What to produce:
Please reproduce the entire listing, character for character.

Material for the task:
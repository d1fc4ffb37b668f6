use criterion::{Criterion, Throughput};
use embedded_requests::config::RECV_BUFFER_CAPACITY;
use embedded_requests::network::application::http::{
    FinalCall, Http1Engine, Method, ProtocolEngine, Request,
};
use embedded_requests::network::error::Error;
use embedded_requests::network::{Close, Connection, Read, Write};
use std::hint::black_box;

/// Serves a canned response and discards writes.
struct LoopbackConnection<'a> {
    response: &'a [u8],
    read_pos: usize,
    read_chunk: usize,
    written: usize,
}

impl<'a> LoopbackConnection<'a> {
    fn new(response: &'a [u8], read_chunk: usize) -> Self {
        Self {
            response,
            read_pos: 0,
            read_chunk,
            written: 0,
        }
    }
}

impl Read for LoopbackConnection<'_> {
    type Error = Error;
    fn read(&mut self, buf: &mut [u8]) -> Result<usize, Self::Error> {
        let remaining = &self.response[self.read_pos..];
        let len = remaining.len().min(buf.len()).min(self.read_chunk);
        buf[..len].copy_from_slice(&remaining[..len]);
        self.read_pos += len;
        Ok(len)
    }
}

impl Write for LoopbackConnection<'_> {
    type Error = Error;
    fn write(&mut self, buf: &[u8]) -> Result<usize, Self::Error> {
        self.written += buf.len();
        Ok(buf.len())
    }

    fn flush(&mut self) -> Result<(), Self::Error> {
        Ok(())
    }
}

impl Close for LoopbackConnection<'_> {
    type Error = Error;
    fn close(self) -> Result<(), Self::Error> {
        Ok(())
    }
}

impl Connection for LoopbackConnection<'_> {}

fn response_with_body(len: usize) -> Vec<u8> {
    let mut response = format!("HTTP/1.1 200 OK\r\nContent-Length: {}\r\n\r\n", len).into_bytes();
    response.extend(std::iter::repeat_n(b'x', len));
    response
}

fn run(request: &Request<'_>, response: &[u8], read_chunk: usize) -> usize {
    let mut connection = LoopbackConnection::new(response, read_chunk);
    let mut recv_buf = [0u8; RECV_BUFFER_CAPACITY];
    let mut received = 0;
    Http1Engine::new()
        .exchange(
            &mut connection,
            request,
            &mut recv_buf,
            &mut |response, _: FinalCall| received += response.body_fragment.len(),
        )
        .expect("exchange failed");
    received + connection.written
}

pub fn bench_exchange_get(c: &mut Criterion) {
    let response = response_with_body(128);
    let headers = ["Accept: */*\r\n", "User-Agent: embedded-requests\r\n"];
    let request = Request {
        headers: &headers,
        ..Request::new(Method::Get, "example.com", "/api/status")
    };

    let mut group = c.benchmark_group("exchange");
    group.throughput(Throughput::Bytes(response.len() as u64));
    group.bench_function("get", |b| {
        b.iter(|| run(black_box(&request), &response, usize::MAX))
    });
    group.finish();
}

pub fn bench_exchange_post(c: &mut Criterion) {
    let response = response_with_body(16);
    let payload = br#"{"temperature":23.5,"humidity":41,"device":"sensor-01"}"#;
    let request = Request {
        credentials: Some("device:secret"),
        payload: Some(payload.as_slice()),
        ..Request::new(Method::Post, "example.com", "/api/telemetry")
    };

    let mut group = c.benchmark_group("exchange");
    group.throughput(Throughput::Bytes(payload.len() as u64));
    group.bench_function("post", |b| {
        b.iter(|| run(black_box(&request), &response, usize::MAX))
    });
    group.finish();
}

pub fn bench_exchange_streamed(c: &mut Criterion) {
    let response = response_with_body(64 * 1024);
    let request = Request::new(Method::Get, "example.com", "/firmware.bin");

    let mut group = c.benchmark_group("exchange");
    group.throughput(Throughput::Bytes(response.len() as u64));
    group.bench_function("streamed_64k", |b| {
        b.iter(|| run(black_box(&request), &response, 512))
    });
    group.finish();
}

The answer:
repository d1fc4ffb37b668f6
use criterion::{Criterion, Throughput};
use embedded_requests::config::RECV_BUFFER_CAPACITY;
use embedded_requests::network::application::http::{
    FinalCall, Http1Engine, Method, ProtocolEngine, Request,
};
use embedded_requests::network::error::Error;
use embedded_requests::network::{Close, Connection, Read, Write};
use std::hint::black_box;

/// Serves a canned response and discards writes.
struct LoopbackConnection<'a> {
    response: &'a [u8],
    read_pos: usize,
    read_chunk: usize,
    written: usize,
}

impl<'a> LoopbackConnection<'a> {
    fn new(response: &'a [u8], read_chunk: usize) -> Self {
        Self {
            response,
            read_pos: 0,
            read_chunk,
            written: 0,
        }
    }
}

impl Read for LoopbackConnection<'_> {
    type Error = Error;
    fn read(&mut self, buf: &mut [u8]) -> Result<usize, Self::Error> {
        let remaining = &self.response[self.read_pos..];
        let len = remaining.len().min(buf.len()).min(self.read_chunk);
        buf[..len].copy_from_slice(&remaining[..len]);
        self.read_pos += len;
        Ok(len)
    }
}

impl Write for LoopbackConnection<'_> {
    type Error = Error;
    fn write(&mut self, buf: &[u8]) -> Result<usize, Self::Error> {
        self.written += buf.len();
        Ok(buf.len())
    }

    fn flush(&mut self) -> Result<(), Self::Error> {
        Ok(())
    }
}

impl Close for LoopbackConnection<'_> {
    type Error = Error;
    fn close(self) -> Result<(), Self::Error> {
        Ok(())
    }
}

impl Connection for LoopbackConnection<'_> {}

fn response_with_body(len: usize) -> Vec<u8> {
    let mut response = format!("HTTP/1.1 200 OK\r\nContent-Length: {}\r\n\r\n", len).into_bytes();
    response.extend(std::iter::repeat_n(b'x', len));
    response
}

fn run(request: &Request<'_>, response: &[u8], read_chunk: usize) -> usize {
    let mut connection = LoopbackConnection::new(response, read_chunk);
    let mut recv_buf = [0u8; RECV_BUFFER_CAPACITY];
    let mut received = 0;
    Http1Engine::new()
        .exchange(
            &mut connection,
            request,
            &mut recv_buf,
            &mut |response, _: FinalCall| received += response.body_fragment.len(),
        )
        .expect("exchange failed");
    received + connection.written
}

pub fn bench_exchange_get(c: &mut Criterion) {
    let response = response_with_body(128);
    let headers = ["Accept: */*\r\n", "User-Agent: embedded-requests\r\n"];
    let request = Request {
        headers: &headers,
        ..Request::new(Method::Get, "example.com", "/api/status")
    };

    let mut group = c.benchmark_group("exchange");
    group.throughput(Throughput::Bytes(response.len() as u64));
    group.bench_function("get", |b| {
        b.iter(|| run(black_box(&request), &response, usize::MAX))
    });
    group.finish();
}

pub fn bench_exchange_post(c: &mut Criterion) {
    let response = response_with_body(16);
    let payload = br#"{"temperature":23.5,"humidity":41,"device":"sensor-01"}"#;
    let request = Request {
        credentials: Some("device:secret"),
        payload: Some(payload.as_slice()),
        ..Request::new(Method::Post, "example.com", "/api/telemetry")
    };

    let mut group = c.benchmark_group("exchange");
    group.throughput(Throughput::Bytes(payload.len() as u64));
    group.bench_function("post", |b| {
        b.iter(|| run(black_box(&request), &response, usize::MAX))
    });
    group.finish();
}

pub fn bench_exchange_streamed(c: &mut Criterion) {
    let response = response_with_body(64 * 1024);
    let request = Request::new(Method::Get, "example.com", "/firmware.bin");

    let mut group = c.benchmark_group("exchange");
    group.throughput(Throughput::Bytes(response.len() as u64));
    group.bench_function("streamed_64k", |b| {
        b.iter(|| run(black_box(&request), &response, 512))
    });
    group.finish();
}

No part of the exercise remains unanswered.